Most recently, the committee held expert working sessions that helped them gain insight into some key issues facing the town.
The group was formed in 2017 with the goal of creating a guide for Fairfield’s next 10 to 20 years. While this is the town’s first attempt at formulating such a plan, it is typical for towns to construct reports that define plans and guide actions for the future.
The committee held seven expert working sessions last week covering key topics in the plan: governance, economic development, education, community programs, town branding, goals and town zoning, design, infrastructure and transportation.
These were issues identified in the committee’s April summary of outreach efforts, which engaged over 2,000 residents via interviews, questionnaires and workshops.
The sessions, which featured experts in each topic from both within and outside the Fairfield community, were administered by consultants from Houseal Lavigne Associates. The consultants are now reviewing the sessions and will come back to the committee with analyses and suggestions garnered from them.
According to Committee Chair John Wynne, all the sessions featured active discussions and engaged participants.
Vice Chair Jay Gross said the importance of communication came up in every session, with many experts emphasizing the importance of various arms of government communicating with both each other and the community.
Wynne noted the education session was especially fruitful, with former Interim Superintendent Stephen Tracy, new Superintendent Mike Cummings, multiple Board of Education members and a representative from Fairfield University coming together to discuss Fairfield’s school system and students’ college preparedness.
The governance session was also notable, with experts discussing the town’s current model of government and whether it should consider alternative forms. In looking at research and trends, some experts suggested a town of Fairfield’s size should consider switching from an RTM/Selectmen model to a Town Council/Mayor model, which is more common for larger municipalities.

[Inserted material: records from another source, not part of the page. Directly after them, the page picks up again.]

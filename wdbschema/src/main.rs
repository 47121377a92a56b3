//! Command-line SQL Server schema scripting tool.
//!
//! Connects to a SQL Server instance, introspects the catalog for the
//! requested objects, and prints a schema-only DDL script to stdout. All
//! diagnostics go to stderr; redirect stdout to capture the script.

use std::io::Write;
use std::time::Duration;

use clap::Parser;
use wdbschema_core::{
    init_logging, load_objects, resolver, ConnectionConfig, Credentials, EmissionFilter,
    ObjectSelector, Result, SchemaScriptError, ScriptGenerator, ScriptOptions, ServerAddr,
    SqlServerConnection,
};

#[derive(Parser)]
#[command(name = "wdbschema")]
#[command(about = "Prints a schema-creation SQL script for a SQL Server database")]
#[command(version)]
#[command(long_about = "
wdbschema - SQL Server schema scripting

Connects to a SQL Server instance and prints CREATE statements for the
database's tables and views (and, with --functions, stored procedures and
functions) in dependency order, suitable for re-creating the schema
elsewhere.

The script is written to stdout with GO batch separators; redirect it to a
file to save. Diagnostics and errors go to stderr.

EXAMPLES:
  wdbschema -S db01 -d Northwind -E > schema.sql
  wdbschema -S db01 --instance SQLEXPRESS -d Northwind -U sa -P secret
  wdbschema -S db01 -d Northwind -U sa -t Orders --schema sales
")]
struct Cli {
    /// Server hostname or address
    #[arg(short = 'S', long)]
    server: String,

    /// TCP port (mutually exclusive with --instance)
    #[arg(long, conflicts_with = "instance")]
    port: Option<u16>,

    /// Named instance, resolved via the SQL Browser service
    #[arg(long)]
    instance: Option<String>,

    /// Database to script
    #[arg(short = 'd', long)]
    database: String,

    /// Login name for SQL Server authentication
    #[arg(short = 'U', long)]
    user: Option<String>,

    /// Password for SQL Server authentication
    #[arg(short = 'P', long, env = "WDBSCHEMAPASSWORD", hide_env_values = true)]
    password: Option<String>,

    /// Use Windows integrated authentication instead of a login
    // Not marked as conflicting with --password: a stray WDBSCHEMAPASSWORD
    // in the environment must not break trusted connections.
    #[arg(short = 'E', long, conflicts_with = "user")]
    trusted: bool,

    /// Script only this table
    #[arg(short = 't', long)]
    table: Option<String>,

    /// Schema qualifier for --table (exact match)
    #[arg(long, requires = "table")]
    schema: Option<String>,

    /// Include stored procedures and functions
    #[arg(short = 'f', long)]
    functions: bool,

    /// Omit COLLATE clauses for portability
    #[arg(long)]
    no_collation: bool,

    /// Include system (Microsoft-shipped) objects
    #[arg(long)]
    allow_system_objects: bool,

    /// Connection timeout in seconds
    #[arg(long, default_value = "30")]
    connect_timeout: u64,

    /// Dump the loaded object graph as JSON to stderr (debugging aid)
    #[arg(long)]
    dump_graph: bool,

    /// Increase verbosity (-v, -vv)
    #[arg(short, long, action = clap::ArgAction::Count)]
    verbose: u8,

    /// Suppress all output except errors and the script itself
    #[arg(short, long)]
    quiet: bool,
}

impl Cli {
    fn connection_config(&self) -> Result<ConnectionConfig> {
        let addr = match (&self.port, &self.instance) {
            (Some(port), None) => ServerAddr::Port(*port),
            (None, Some(instance)) => ServerAddr::Instance(instance.clone()),
            (None, None) => ServerAddr::Port(1433),
            // clap enforces the conflict; keep a guard for programmatic use
            (Some(_), Some(_)) => {
                return Err(SchemaScriptError::configuration(
                    "--port and --instance are mutually exclusive",
                ))
            }
        };

        let credentials = if self.trusted {
            Credentials::Trusted
        } else {
            let username = self.user.clone().ok_or_else(|| {
                SchemaScriptError::configuration(
                    "either --trusted or --user is required to authenticate",
                )
            })?;
            // Precedence: explicit flag, then WDBSCHEMAPASSWORD, then empty
            let password = self.password.clone().unwrap_or_default();
            Credentials::Basic { username, password }
        };

        Ok(ConnectionConfig::new(&self.server, &self.database)
            .with_addr(addr)
            .with_credentials(credentials)
            .with_connect_timeout(Duration::from_secs(self.connect_timeout)))
    }

    fn selector(&self) -> ObjectSelector {
        match &self.table {
            Some(name) => ObjectSelector::Table {
                name: name.clone(),
                schema: self.schema.clone(),
            },
            None => ObjectSelector::AllObjects {
                include_routines: self.functions,
            },
        }
    }

    fn script_options(&self) -> ScriptOptions {
        ScriptOptions {
            no_collation: self.no_collation,
            ..ScriptOptions::default()
        }
    }
}

/// Prints the object graph to stderr as JSON, keyed by bracketed object
/// names so the output is stable and greppable.
fn dump_graph(graph: &wdbschema_core::ObjectGraph) {
    let entries: Vec<serde_json::Value> = graph
        .refs()
        .iter()
        .map(|r| {
            let deps: Vec<String> = graph.dependencies(r).iter().map(ToString::to_string).collect();
            serde_json::json!({
                "object": r.to_string(),
                "kind": r.kind.to_string(),
                "depends_on": deps,
            })
        })
        .collect();
    match serde_json::to_string_pretty(&entries) {
        Ok(json) => eprintln!("{json}"),
        Err(e) => tracing::warn!("failed to serialize object graph: {e}"),
    }
}

#[tokio::main]
async fn main() {
    let cli = Cli::parse();

    if let Err(e) = init_logging(cli.verbose, cli.quiet) {
        eprintln!("ERROR: {e}");
        std::process::exit(1);
    }

    if let Err(e) = run(&cli).await {
        tracing::debug!(?e, "run failed");
        eprintln!("ERROR: {e}");
        std::process::exit(1);
    }
}

async fn run(cli: &Cli) -> Result<()> {
    let config = cli.connection_config()?;
    let selector = cli.selector();

    let mut conn = SqlServerConnection::connect(&config).await?;
    let graph = load_objects(&mut conn, &selector, cli.allow_system_objects).await?;

    if cli.dump_graph {
        dump_graph(&graph);
    }

    let ordered = resolver::order(&graph)?;
    tracing::info!(objects = ordered.len(), "emitting script");

    let generator = ScriptGenerator::new(&graph, &ordered, cli.script_options());
    let stdout = std::io::stdout();
    let mut out = std::io::BufWriter::new(stdout.lock());
    EmissionFilter::default().write_script(&mut out, generator)?;
    out.flush().map_err(|e| SchemaScriptError::Io {
        context: "failed to flush script output".to_string(),
        source: e,
    })?;

    Ok(())
}

#[cfg(test)]
mod tests {
    use super::*;

    fn parse(args: &[&str]) -> Cli {
        Cli::try_parse_from(args).unwrap()
    }

    #[test]
    fn minimal_invocation_defaults_to_port_1433_all_objects() {
        let cli = parse(&["wdbschema", "-S", "db01", "-d", "Northwind", "-E"]);
        let config = cli.connection_config().unwrap();
        assert_eq!(config.addr, ServerAddr::Port(1433));
        assert_eq!(config.credentials, Credentials::Trusted);
        assert_eq!(
            cli.selector(),
            ObjectSelector::AllObjects {
                include_routines: false
            }
        );
    }

    #[test]
    fn functions_flag_includes_routines() {
        let cli = parse(&["wdbschema", "-S", "db01", "-d", "db", "-E", "--functions"]);
        assert_eq!(
            cli.selector(),
            ObjectSelector::AllObjects {
                include_routines: true
            }
        );
    }

    #[test]
    fn table_selection_carries_schema_qualifier() {
        let cli = parse(&[
            "wdbschema", "-S", "db01", "-d", "db", "-E", "-t", "Orders", "--schema", "sales",
        ]);
        assert_eq!(
            cli.selector(),
            ObjectSelector::Table {
                name: "Orders".to_string(),
                schema: Some("sales".to_string()),
            }
        );
    }

    #[test]
    fn schema_without_table_is_rejected() {
        assert!(Cli::try_parse_from([
            "wdbschema", "-S", "db01", "-d", "db", "-E", "--schema", "sales",
        ])
        .is_err());
    }

    #[test]
    fn port_and_instance_are_mutually_exclusive() {
        assert!(Cli::try_parse_from([
            "wdbschema", "-S", "db01", "-d", "db", "-E", "--port", "1433", "--instance", "X",
        ])
        .is_err());
    }

    #[test]
    fn trusted_conflicts_with_sql_login() {
        assert!(Cli::try_parse_from([
            "wdbschema", "-S", "db01", "-d", "db", "-E", "-U", "sa",
        ])
        .is_err());
    }

    #[test]
    fn missing_credentials_fail_configuration() {
        let cli = parse(&["wdbschema", "-S", "db01", "-d", "db"]);
        let err = cli.connection_config().unwrap_err();
        assert!(matches!(err, SchemaScriptError::Configuration { .. }));
    }

    #[test]
    fn explicit_password_wins_and_absent_password_defaults_to_empty() {
        let cli = parse(&[
            "wdbschema", "-S", "db01", "-d", "db", "-U", "sa", "-P", "secret",
        ]);
        let config = cli.connection_config().unwrap();
        assert_eq!(
            config.credentials,
            Credentials::Basic {
                username: "sa".to_string(),
                password: "secret".to_string(),
            }
        );

        let cli = parse(&["wdbschema", "-S", "db01", "-d", "db", "-U", "sa"]);
        if std::env::var("WDBSCHEMAPASSWORD").is_err() {
            let config = cli.connection_config().unwrap();
            assert_eq!(
                config.credentials,
                Credentials::Basic {
                    username: "sa".to_string(),
                    password: String::new(),
                }
            );
        }
    }

    #[test]
    fn no_collation_flag_reaches_script_options() {
        let cli = parse(&[
            "wdbschema", "-S", "db01", "-d", "db", "-E", "--no-collation",
        ]);
        let options = cli.script_options();
        assert!(options.no_collation);
        assert!(options.include_indexes);
        assert!(!options.script_data);
    }
}
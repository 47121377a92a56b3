//! DDL generation: walks ordered objects and emits CREATE statements.
//!
//! The generator is a lazy iterator producing one statement block per
//! object, so memory stays bounded for large schemas. Column type strings
//! reproduce the catalog's length/precision/scale exactly; view and routine
//! bodies are the stored definition text, untouched.

use serde::{Deserialize, Serialize};

use crate::error::{Result, SchemaScriptError};
use crate::models::{
    ColumnDef, ConstraintDef, IndexColumn, IndexDef, ModuleDef, ObjectDef, ObjectGraph, ObjectRef,
    TableDef,
};

/// Options controlling what the generator emits.
#[derive(Debug, Clone, Serialize, Deserialize)]
pub struct ScriptOptions {
    pub include_indexes: bool,
    pub include_constraints: bool,
    pub include_extended_properties: bool,
    pub include_triggers: bool,
    /// Data scripting is outside this tool's scope and always off.
    pub script_data: bool,
    /// Portability mode: omit COLLATE clauses from column definitions.
    pub no_collation: bool,
}

impl Default for ScriptOptions {
    fn default() -> Self {
        Self {
            include_indexes: true,
            include_constraints: true,
            include_extended_properties: false,
            include_triggers: false,
            script_data: false,
            no_collation: false,
        }
    }
}

/// Lazy statement-block producer over an ordered object sequence.
///
/// Single-pass and finite: each `next()` call scripts one object and the
/// iterator is exhausted when every ordered reference has been visited.
pub struct ScriptGenerator<'a> {
    graph: &'a ObjectGraph,
    ordered: &'a [ObjectRef],
    options: ScriptOptions,
    cursor: usize,
}

impl<'a> ScriptGenerator<'a> {
    pub fn new(graph: &'a ObjectGraph, ordered: &'a [ObjectRef], options: ScriptOptions) -> Self {
        Self {
            graph,
            ordered,
            options,
            cursor: 0,
        }
    }

    fn script_object(&self, reference: &ObjectRef) -> Result<String> {
        let definition = self.graph.definition(reference).ok_or_else(|| {
            SchemaScriptError::generation_failed(reference, "object missing from graph")
        })?;

        match definition {
            ObjectDef::Table(table) => script_table(table, &self.options),
            ObjectDef::Module(module) => script_module(module),
        }
    }
}

impl Iterator for ScriptGenerator<'_> {
    type Item = Result<String>;

    fn next(&mut self) -> Option<Self::Item> {
        let reference = self.ordered.get(self.cursor)?;
        self.cursor += 1;
        Some(self.script_object(reference))
    }
}

fn script_table(table: &TableDef, options: &ScriptOptions) -> Result<String> {
    table.validate()?;
    if table.columns.is_empty() {
        return Err(SchemaScriptError::generation_failed(
            &table.reference,
            "table has no columns",
        ));
    }

    let mut lines = Vec::with_capacity(table.columns.len() + table.constraints.len() + 2);
    lines.push(format!("CREATE TABLE {} (", table.reference));

    let mut body: Vec<String> = table
        .columns
        .iter()
        .map(|c| render_column(c, options))
        .collect();

    if options.include_constraints {
        for constraint in &table.constraints {
            body.push(render_constraint(&table.reference, constraint)?);
        }
    }

    let last = body.len().saturating_sub(1);
    for (i, entry) in body.into_iter().enumerate() {
        let terminator = if i == last { "" } else { "," };
        lines.push(format!("    {entry}{terminator}"));
    }
    lines.push(");".to_string());

    if options.include_indexes {
        for index in &table.indexes {
            lines.push(String::new());
            lines.push(render_index(&table.reference, index));
        }
    }

    tracing::debug!(table = %table.reference, "scripted table");
    Ok(lines.join("\n"))
}

fn render_column(column: &ColumnDef, options: &ScriptOptions) -> String {
    // Computed columns carry only their expression.
    if let Some(expression) = &column.computed {
        return format!("[{}] AS {}", column.name, expression);
    }

    let mut parts = vec![format!("[{}]", column.name), column.sql_type.render()];

    if !options.no_collation && column.sql_type.is_character_type() {
        if let Some(collation) = &column.sql_type.collation {
            parts.push(format!("COLLATE {collation}"));
        }
    }

    if let Some(identity) = &column.identity {
        parts.push(format!("IDENTITY({},{})", identity.seed, identity.increment));
    }

    parts.push(if column.nullable { "NULL" } else { "NOT NULL" }.to_string());

    if options.include_constraints {
        if let Some(default) = &column.default {
            parts.push(format!(
                "CONSTRAINT [{}] DEFAULT {}",
                default.constraint_name, default.expression
            ));
        }
    }

    parts.join(" ")
}

fn render_key_columns(columns: &[IndexColumn]) -> String {
    columns
        .iter()
        .map(|c| {
            if c.descending {
                format!("[{}] DESC", c.name)
            } else {
                format!("[{}]", c.name)
            }
        })
        .collect::<Vec<_>>()
        .join(", ")
}

fn render_constraint(table: &ObjectRef, constraint: &ConstraintDef) -> Result<String> {
    match constraint {
        ConstraintDef::PrimaryKey {
            name,
            columns,
            clustered,
        } => {
            if columns.is_empty() {
                return Err(SchemaScriptError::generation_failed(
                    table,
                    format!("primary key '{name}' has no columns"),
                ));
            }
            let kind = if *clustered {
                "CLUSTERED"
            } else {
                "NONCLUSTERED"
            };
            Ok(format!(
                "CONSTRAINT [{name}] PRIMARY KEY {kind} ({})",
                render_key_columns(columns)
            ))
        }
        ConstraintDef::Unique { name, columns } => {
            if columns.is_empty() {
                return Err(SchemaScriptError::generation_failed(
                    table,
                    format!("unique constraint '{name}' has no columns"),
                ));
            }
            Ok(format!(
                "CONSTRAINT [{name}] UNIQUE ({})",
                render_key_columns(columns)
            ))
        }
        ConstraintDef::ForeignKey {
            name,
            columns,
            referenced_schema,
            referenced_table,
            referenced_columns,
            on_delete,
            on_update,
        } => {
            if columns.len() != referenced_columns.len() || columns.is_empty() {
                return Err(SchemaScriptError::generation_failed(
                    table,
                    format!("foreign key '{name}' has mismatched column lists"),
                ));
            }
            let mut clause = format!(
                "CONSTRAINT [{name}] FOREIGN KEY ([{}]) REFERENCES [{referenced_schema}].[{referenced_table}] ([{}])",
                columns.join("], ["),
                referenced_columns.join("], [")
            );
            if *on_delete != crate::models::ReferentialAction::NoAction {
                clause.push_str(&format!(" ON DELETE {}", on_delete.as_sql()));
            }
            if *on_update != crate::models::ReferentialAction::NoAction {
                clause.push_str(&format!(" ON UPDATE {}", on_update.as_sql()));
            }
            Ok(clause)
        }
        ConstraintDef::Check { name, expression } => {
            Ok(format!("CONSTRAINT [{name}] CHECK {expression}"))
        }
    }
}

fn render_index(table: &ObjectRef, index: &IndexDef) -> String {
    let unique = if index.unique { "UNIQUE " } else { "" };
    let kind = if index.clustered {
        "CLUSTERED "
    } else {
        ""
    };
    let mut statement = format!(
        "CREATE {unique}{kind}INDEX [{}] ON {table} ({});",
        index.name,
        render_key_columns(&index.columns)
    );
    if !index.included.is_empty() {
        // INCLUDE goes before the terminating semicolon
        statement.pop();
        statement = statement
            .strip_suffix(')')
            .map(str::to_string)
            .unwrap_or(statement);
        statement.push_str(&format!(") INCLUDE ([{}]);", index.included.join("], [")));
    }
    statement
}

fn script_module(module: &ModuleDef) -> Result<String> {
    let definition = module.definition.trim_end();
    if definition.trim().is_empty() {
        return Err(SchemaScriptError::generation_failed(
            &module.reference,
            "stored definition text is empty",
        ));
    }
    // Verbatim catalog text; the batch separator is appended downstream.
    Ok(definition.to_string())
}
//! View and routine collection from `sys.sql_modules`, plus the reference
//! edges recorded in `sys.sql_expression_dependencies`.

use std::collections::HashMap;

use crate::connection::SqlServerConnection;
use crate::error::{Result, SchemaScriptError};
use crate::models::{ModuleDef, ObjectKind, ObjectRef};

use super::helpers::RowExt;

/// A module with its catalog identity, used to wire dependency edges later.
#[derive(Debug, Clone)]
pub(crate) struct ModuleEntry {
    pub object_id: i32,
    pub module: ModuleDef,
}

/// Loads views and, when requested, stored procedures and functions, in
/// catalog order. The stored definition text is carried verbatim; a module
/// whose definition the catalog reports as NULL (encrypted) is malformed
/// metadata for scripting purposes and fails the run.
pub(crate) async fn list_modules(
    conn: &mut SqlServerConnection,
    include_routines: bool,
    allow_system_objects: bool,
) -> Result<Vec<ModuleEntry>> {
    let type_filter = if include_routines {
        "('V', 'P', 'FN', 'IF', 'TF')"
    } else {
        "('V')"
    };
    let shipped_filter = if allow_system_objects {
        ""
    } else {
        "AND o.is_ms_shipped = 0"
    };
    let sql = format!(
        "SELECT o.object_id, s.name AS schema_name, o.name AS object_name, \
         RTRIM(o.type) AS object_type, m.definition \
         FROM sys.objects o \
         JOIN sys.schemas s ON s.schema_id = o.schema_id \
         LEFT JOIN sys.sql_modules m ON m.object_id = o.object_id \
         WHERE o.type IN {type_filter} {shipped_filter} \
         ORDER BY o.object_id"
    );

    let rows = conn.simple_query(&sql).await?;
    let mut modules = Vec::with_capacity(rows.len());

    for row in &rows {
        let schema = row.get_field::<&str>("schema_name", "sys.objects")?.to_string();
        let name = row.get_field::<&str>("object_name", "sys.objects")?.to_string();
        let kind = match row.get_field::<&str>("object_type", "sys.objects")? {
            "V" => ObjectKind::View,
            "P" => ObjectKind::Procedure,
            "FN" | "IF" | "TF" => ObjectKind::Function,
            other => {
                return Err(SchemaScriptError::malformed_metadata(
                    "sys.objects",
                    format!("unexpected module type '{other}' for [{schema}].[{name}]"),
                ))
            }
        };
        let reference = ObjectRef::new(kind, schema, name);

        let definition = row
            .get_field_opt::<&str>("definition", "sys.sql_modules")?
            .ok_or_else(|| {
                SchemaScriptError::generation_failed(
                    &reference,
                    "module definition is unavailable (encrypted or inaccessible)",
                )
            })?
            .to_string();

        modules.push(ModuleEntry {
            object_id: row.get_field("object_id", "sys.objects")?,
            module: ModuleDef {
                reference,
                definition,
            },
        });
    }

    tracing::debug!(count = modules.len(), "enumerated views and routines");
    Ok(modules)
}

/// Loads reference edges from `sys.sql_expression_dependencies` for the
/// given set of loaded objects. Edges whose endpoints are not in the map
/// (dropped objects, cross-database references) are ignored; self-references
/// cannot constrain ordering and are dropped too.
pub(crate) async fn load_dependencies(
    conn: &mut SqlServerConnection,
    by_object_id: &HashMap<i32, ObjectRef>,
) -> Result<Vec<(ObjectRef, ObjectRef)>> {
    let sql = "SELECT DISTINCT d.referencing_id, d.referenced_id \
               FROM sys.sql_expression_dependencies d \
               WHERE d.referenced_id IS NOT NULL \
                 AND d.referenced_database_name IS NULL";

    let rows = conn.simple_query(sql).await?;
    let mut edges = Vec::new();

    for row in &rows {
        let referencing_id: i32 =
            row.get_field("referencing_id", "sys.sql_expression_dependencies")?;
        let referenced_id: i32 =
            row.get_field("referenced_id", "sys.sql_expression_dependencies")?;
        if referencing_id == referenced_id {
            continue;
        }
        if let (Some(from), Some(to)) = (
            by_object_id.get(&referencing_id),
            by_object_id.get(&referenced_id),
        ) {
            edges.push((from.clone(), to.clone()));
        }
    }

    tracing::debug!(count = edges.len(), "loaded expression dependency edges");
    Ok(edges)
}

While the committee had originally planned to be ready to present its report this month, it is now looking to be finished by the end of fall.
“When we started out on this we would have liked to be finished right about now,” Wynne said. “But because of the way we’ve engaged with community outreach, things have slipped a bit.”
When it is ready, the committee will present the final report to the Board of Selectmen, who will vote on whether to enact it.